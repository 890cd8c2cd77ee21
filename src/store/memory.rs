//! In-memory implementation of [`LeaveStore`].

use std::collections::HashMap;

use chrono::{DateTime, Utc};
use tracing::debug;
use uuid::Uuid;

use crate::error::{LeaveError, LeaveResult};
use crate::models::{
    BalanceRecord, DateRange, LeaveInterval, LeaveStatus, RequestFilter, ScopeFilter,
    StatusMetadata,
};

use super::{LeaveStore, Notification};

/// A [`LeaveStore`] backed by hash maps.
///
/// Range queries are sorted by start date, then ID, so callers see a stable
/// order. Request listings are sorted newest first.
#[derive(Debug, Default, Clone)]
pub struct InMemoryStore {
    intervals: HashMap<String, LeaveInterval>,
    balances: HashMap<String, BalanceRecord>,
    notifications: Vec<Notification>,
}

impl InMemoryStore {
    /// Creates an empty store.
    pub fn new() -> Self {
        Self::default()
    }

    /// Notifications sent so far, oldest first.
    pub fn notifications(&self) -> &[Notification] {
        &self.notifications
    }

    /// Notifications addressed to one recipient.
    pub fn notifications_for(&self, recipient_id: &str) -> Vec<&Notification> {
        self.notifications
            .iter()
            .filter(|n| n.recipient_id == recipient_id)
            .collect()
    }

    fn query<F>(&self, range: &DateRange, scope: &ScopeFilter, keep: F) -> Vec<LeaveInterval>
    where
        F: Fn(&LeaveInterval) -> bool,
    {
        let mut found: Vec<LeaveInterval> = self
            .intervals
            .values()
            .filter(|i| scope.matches(i.owner_id()))
            .filter(|i| range.intersects(i.start_date(), i.end_date()))
            .filter(|i| keep(*i))
            .cloned()
            .collect();
        found.sort_by(|a, b| {
            a.start_date()
                .cmp(&b.start_date())
                .then_with(|| a.id().cmp(b.id()))
        });
        found
    }
}

impl LeaveStore for InMemoryStore {
    fn fetch_approved_intervals(
        &self,
        range: &DateRange,
        scope: &ScopeFilter,
    ) -> LeaveResult<Vec<LeaveInterval>> {
        Ok(self.query(range, scope, |i| i.is_approved()))
    }

    fn fetch_intervals(
        &self,
        range: &DateRange,
        scope: &ScopeFilter,
    ) -> LeaveResult<Vec<LeaveInterval>> {
        Ok(self.query(range, scope, |_| true))
    }

    fn fetch_requests(&self, filter: &RequestFilter) -> LeaveResult<Vec<LeaveInterval>> {
        let mut found: Vec<LeaveInterval> = self
            .intervals
            .values()
            .filter(|i| filter.matches(i))
            .cloned()
            .collect();
        found.sort_by(|a, b| {
            b.created_at()
                .cmp(&a.created_at())
                .then_with(|| a.id().cmp(b.id()))
        });
        Ok(found)
    }

    fn fetch_interval(&self, interval_id: &str) -> LeaveResult<Option<LeaveInterval>> {
        Ok(self.intervals.get(interval_id).cloned())
    }

    fn insert_interval(&mut self, interval: LeaveInterval) -> LeaveResult<()> {
        if self.intervals.contains_key(interval.id()) {
            return Err(LeaveError::Store {
                message: format!("leave interval '{}' already exists", interval.id()),
            });
        }
        self.intervals.insert(interval.id().to_string(), interval);
        Ok(())
    }

    fn fetch_balance(&self, owner_id: &str) -> LeaveResult<Option<BalanceRecord>> {
        Ok(self.balances.get(owner_id).cloned())
    }

    fn persist_balance(&mut self, owner_id: &str, record: &BalanceRecord) -> LeaveResult<()> {
        self.balances.insert(owner_id.to_string(), record.clone());
        Ok(())
    }

    fn persist_interval_status(
        &mut self,
        interval_id: &str,
        status: LeaveStatus,
        metadata: StatusMetadata,
    ) -> LeaveResult<()> {
        let interval =
            self.intervals
                .get_mut(interval_id)
                .ok_or_else(|| LeaveError::IntervalNotFound {
                    interval_id: interval_id.to_string(),
                })?;
        interval.transition(status, metadata)
    }

    fn notify(&mut self, recipient_id: &str, message: &str) {
        let id = Uuid::new_v4().to_string();
        debug!(recipient_id, notification_id = %id, "Queued notification");
        self.notifications.push(Notification {
            id,
            recipient_id: recipient_id.to_string(),
            message: message.to_string(),
            created_at: Utc::now(),
            read: false,
            read_at: None,
        });
    }

    fn fetch_notifications(
        &self,
        recipient_id: &str,
        unread_only: bool,
        limit: usize,
    ) -> LeaveResult<Vec<Notification>> {
        // Later pushes win ties on `created_at`.
        let mut found: Vec<Notification> = self
            .notifications
            .iter()
            .rev()
            .filter(|n| n.recipient_id == recipient_id && !(unread_only && n.read))
            .cloned()
            .collect();
        found.sort_by(|a, b| b.created_at.cmp(&a.created_at));
        found.truncate(limit);
        Ok(found)
    }

    fn mark_notification_read(
        &mut self,
        notification_id: &str,
        at: DateTime<Utc>,
    ) -> LeaveResult<Notification> {
        let notification = self
            .notifications
            .iter_mut()
            .find(|n| n.id == notification_id)
            .ok_or_else(|| LeaveError::NotificationNotFound {
                notification_id: notification_id.to_string(),
            })?;
        if !notification.read {
            notification.read = true;
            notification.read_at = Some(at);
        }
        Ok(notification.clone())
    }

    fn mark_all_notifications_read(
        &mut self,
        recipient_id: &str,
        at: DateTime<Utc>,
    ) -> LeaveResult<usize> {
        let mut marked = 0;
        for notification in self
            .notifications
            .iter_mut()
            .filter(|n| n.recipient_id == recipient_id && !n.read)
        {
            notification.read = true;
            notification.read_at = Some(at);
            marked += 1;
        }
        Ok(marked)
    }
}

# Work required
Check each line of the listing for "Option", and copy the ones that hold it.

# Answer box
    fn fetch_interval(&self, interval_id: &str) -> LeaveResult<Option<LeaveInterval>> {
    fn fetch_balance(&self, owner_id: &str) -> LeaveResult<Option<BalanceRecord>> {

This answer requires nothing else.